**Action item:** Write out all the data below exactly.

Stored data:
* * * * * * * * *
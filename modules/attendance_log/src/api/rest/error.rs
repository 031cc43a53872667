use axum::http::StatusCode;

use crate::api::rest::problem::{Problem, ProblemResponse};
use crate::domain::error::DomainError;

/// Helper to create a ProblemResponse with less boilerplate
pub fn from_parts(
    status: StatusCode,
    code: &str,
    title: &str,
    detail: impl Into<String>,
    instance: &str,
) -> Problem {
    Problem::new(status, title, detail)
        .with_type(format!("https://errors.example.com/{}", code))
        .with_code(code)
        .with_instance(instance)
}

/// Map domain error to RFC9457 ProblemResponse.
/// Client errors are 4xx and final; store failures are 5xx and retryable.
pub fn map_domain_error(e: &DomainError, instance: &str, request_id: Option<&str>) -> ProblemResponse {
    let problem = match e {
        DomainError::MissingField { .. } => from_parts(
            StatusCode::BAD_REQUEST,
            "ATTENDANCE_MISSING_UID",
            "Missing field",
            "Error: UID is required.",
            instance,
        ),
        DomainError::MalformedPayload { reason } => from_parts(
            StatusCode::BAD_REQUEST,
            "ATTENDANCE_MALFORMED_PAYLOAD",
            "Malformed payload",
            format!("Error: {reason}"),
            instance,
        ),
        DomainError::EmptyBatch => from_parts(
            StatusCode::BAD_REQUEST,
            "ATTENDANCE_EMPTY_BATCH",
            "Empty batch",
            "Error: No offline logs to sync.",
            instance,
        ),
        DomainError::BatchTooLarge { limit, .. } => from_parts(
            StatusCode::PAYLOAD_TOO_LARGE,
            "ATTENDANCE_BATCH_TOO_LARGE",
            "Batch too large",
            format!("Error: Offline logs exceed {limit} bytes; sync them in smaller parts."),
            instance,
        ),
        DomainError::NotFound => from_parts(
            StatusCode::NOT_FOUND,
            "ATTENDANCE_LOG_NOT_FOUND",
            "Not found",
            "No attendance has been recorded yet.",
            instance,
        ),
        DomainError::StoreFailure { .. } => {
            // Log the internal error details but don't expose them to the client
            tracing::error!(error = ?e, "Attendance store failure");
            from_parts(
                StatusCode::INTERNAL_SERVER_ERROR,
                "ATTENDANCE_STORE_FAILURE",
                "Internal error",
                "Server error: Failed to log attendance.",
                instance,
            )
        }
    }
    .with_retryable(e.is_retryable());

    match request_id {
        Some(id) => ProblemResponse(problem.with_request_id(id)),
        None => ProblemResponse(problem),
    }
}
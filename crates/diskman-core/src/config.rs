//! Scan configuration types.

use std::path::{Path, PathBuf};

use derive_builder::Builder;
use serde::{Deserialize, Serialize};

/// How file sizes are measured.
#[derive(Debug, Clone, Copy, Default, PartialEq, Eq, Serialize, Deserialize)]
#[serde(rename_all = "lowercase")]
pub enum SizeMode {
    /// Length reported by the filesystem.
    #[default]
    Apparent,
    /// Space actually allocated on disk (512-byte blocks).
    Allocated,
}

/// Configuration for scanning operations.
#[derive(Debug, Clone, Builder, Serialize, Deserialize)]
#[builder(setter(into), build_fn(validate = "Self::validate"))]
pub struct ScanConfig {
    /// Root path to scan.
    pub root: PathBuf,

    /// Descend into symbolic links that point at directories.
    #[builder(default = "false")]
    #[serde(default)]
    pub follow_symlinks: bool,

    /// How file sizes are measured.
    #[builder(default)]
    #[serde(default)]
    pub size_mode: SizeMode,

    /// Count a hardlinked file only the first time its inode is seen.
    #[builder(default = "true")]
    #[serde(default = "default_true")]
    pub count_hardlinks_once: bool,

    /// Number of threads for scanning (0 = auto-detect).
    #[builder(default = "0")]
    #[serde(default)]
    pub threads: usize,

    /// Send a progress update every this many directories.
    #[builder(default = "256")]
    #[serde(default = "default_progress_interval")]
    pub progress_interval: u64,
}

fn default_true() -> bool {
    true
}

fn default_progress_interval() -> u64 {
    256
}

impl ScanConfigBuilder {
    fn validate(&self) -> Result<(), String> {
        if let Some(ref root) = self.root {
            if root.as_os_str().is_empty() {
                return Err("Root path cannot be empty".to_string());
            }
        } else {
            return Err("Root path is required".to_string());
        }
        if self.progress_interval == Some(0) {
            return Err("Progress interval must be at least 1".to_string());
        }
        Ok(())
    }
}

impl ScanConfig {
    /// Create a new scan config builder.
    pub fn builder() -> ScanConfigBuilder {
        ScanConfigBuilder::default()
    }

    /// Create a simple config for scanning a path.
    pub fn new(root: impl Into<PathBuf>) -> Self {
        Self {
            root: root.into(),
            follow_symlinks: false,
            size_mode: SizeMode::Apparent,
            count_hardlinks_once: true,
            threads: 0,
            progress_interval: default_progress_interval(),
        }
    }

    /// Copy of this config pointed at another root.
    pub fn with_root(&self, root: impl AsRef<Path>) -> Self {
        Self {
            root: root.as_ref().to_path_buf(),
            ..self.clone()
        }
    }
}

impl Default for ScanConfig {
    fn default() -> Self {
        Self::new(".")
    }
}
* * * * * * * * *
**Task response:**
filename modules/attendance_log/src/api/rest/error.rs
repository 031cc43a53872667
use axum::http::StatusCode;

use crate::api::rest::problem::{Problem, ProblemResponse};
use crate::domain::error::DomainError;

/// Helper to create a ProblemResponse with less boilerplate
pub fn from_parts(
    status: StatusCode,
    code: &str,
    title: &str,
    detail: impl Into<String>,
    instance: &str,
) -> Problem {
    Problem::new(status, title, detail)
        .with_type(format!("https://errors.example.com/{}", code))
        .with_code(code)
        .with_instance(instance)
}

/// Map domain error to RFC9457 ProblemResponse.
/// Client errors are 4xx and final; store failures are 5xx and retryable.
pub fn map_domain_error(e: &DomainError, instance: &str, request_id: Option<&str>) -> ProblemResponse {
    let problem = match e {
        DomainError::MissingField { .. } => from_parts(
            StatusCode::BAD_REQUEST,
            "ATTENDANCE_MISSING_UID",
            "Missing field",
            "Error: UID is required.",
            instance,
        ),
        DomainError::MalformedPayload { reason } => from_parts(
            StatusCode::BAD_REQUEST,
            "ATTENDANCE_MALFORMED_PAYLOAD",
            "Malformed payload",
            format!("Error: {reason}"),
            instance,
        ),
        DomainError::EmptyBatch => from_parts(
            StatusCode::BAD_REQUEST,
            "ATTENDANCE_EMPTY_BATCH",
            "Empty batch",
            "Error: No offline logs to sync.",
            instance,
        ),
        DomainError::BatchTooLarge { limit, .. } => from_parts(
            StatusCode::PAYLOAD_TOO_LARGE,
            "ATTENDANCE_BATCH_TOO_LARGE",
            "Batch too large",
            format!("Error: Offline logs exceed {limit} bytes; sync them in smaller parts."),
            instance,
        ),
        DomainError::NotFound => from_parts(
            StatusCode::NOT_FOUND,
            "ATTENDANCE_LOG_NOT_FOUND",
            "Not found",
            "No attendance has been recorded yet.",
            instance,
        ),
        DomainError::StoreFailure { .. } => {
            // Log the internal error details but don't expose them to the client
            tracing::error!(error = ?e, "Attendance store failure");
            from_parts(
                StatusCode::INTERNAL_SERVER_ERROR,
                "ATTENDANCE_STORE_FAILURE",
                "Internal error",
                "Server error: Failed to log attendance.",
                instance,
            )
        }
    }
    .with_retryable(e.is_retryable());

    match request_id {
        Some(id) => ProblemResponse(problem.with_request_id(id)),
        None => ProblemResponse(problem),
    }
}
filename crates/diskman-core/src/config.rs
//! Scan configuration types.

use std::path::{Path, PathBuf};

use derive_builder::Builder;
use serde::{Deserialize, Serialize};

/// How file sizes are measured.
#[derive(Debug, Clone, Copy, Default, PartialEq, Eq, Serialize, Deserialize)]
#[serde(rename_all = "lowercase")]
pub enum SizeMode {
    /// Length reported by the filesystem.
    #[default]
    Apparent,
    /// Space actually allocated on disk (512-byte blocks).
    Allocated,
}

/// Configuration for scanning operations.
#[derive(Debug, Clone, Builder, Serialize, Deserialize)]
#[builder(setter(into), build_fn(validate = "Self::validate"))]
pub struct ScanConfig {
    /// Root path to scan.
    pub root: PathBuf,

    /// Descend into symbolic links that point at directories.
    #[builder(default = "false")]
    #[serde(default)]
    pub follow_symlinks: bool,

    /// How file sizes are measured.
    #[builder(default)]
    #[serde(default)]
    pub size_mode: SizeMode,

    /// Count a hardlinked file only the first time its inode is seen.
    #[builder(default = "true")]
    #[serde(default = "default_true")]
    pub count_hardlinks_once: bool,

    /// Number of threads for scanning (0 = auto-detect).
    #[builder(default = "0")]
    #[serde(default)]
    pub threads: usize,

    /// Send a progress update every this many directories.
    #[builder(default = "256")]
    #[serde(default = "default_progress_interval")]
    pub progress_interval: u64,
}

fn default_true() -> bool {
    true
}

fn default_progress_interval() -> u64 {
    256
}

impl ScanConfigBuilder {
    fn validate(&self) -> Result<(), String> {
        if let Some(ref root) = self.root {
            if root.as_os_str().is_empty() {
                return Err("Root path cannot be empty".to_string());
            }
        } else {
            return Err("Root path is required".to_string());
        }
        if self.progress_interval == Some(0) {
            return Err("Progress interval must be at least 1".to_string());
        }
        Ok(())
    }
}

impl ScanConfig {
    /// Create a new scan config builder.
    pub fn builder() -> ScanConfigBuilder {
        ScanConfigBuilder::default()
    }

    /// Create a simple config for scanning a path.
    pub fn new(root: impl Into<PathBuf>) -> Self {
        Self {
            root: root.into(),
            follow_symlinks: false,
            size_mode: SizeMode::Apparent,
            count_hardlinks_once: true,
            threads: 0,
            progress_interval: default_progress_interval(),
        }
    }

    /// Copy of this config pointed at another root.
    pub fn with_root(&self, root: impl AsRef<Path>) -> Self {
        Self {
            root: root.as_ref().to_path_buf(),
            ..self.clone()
        }
    }
}

impl Default for ScanConfig {
    fn default() -> Self {
        Self::new(".")
    }
}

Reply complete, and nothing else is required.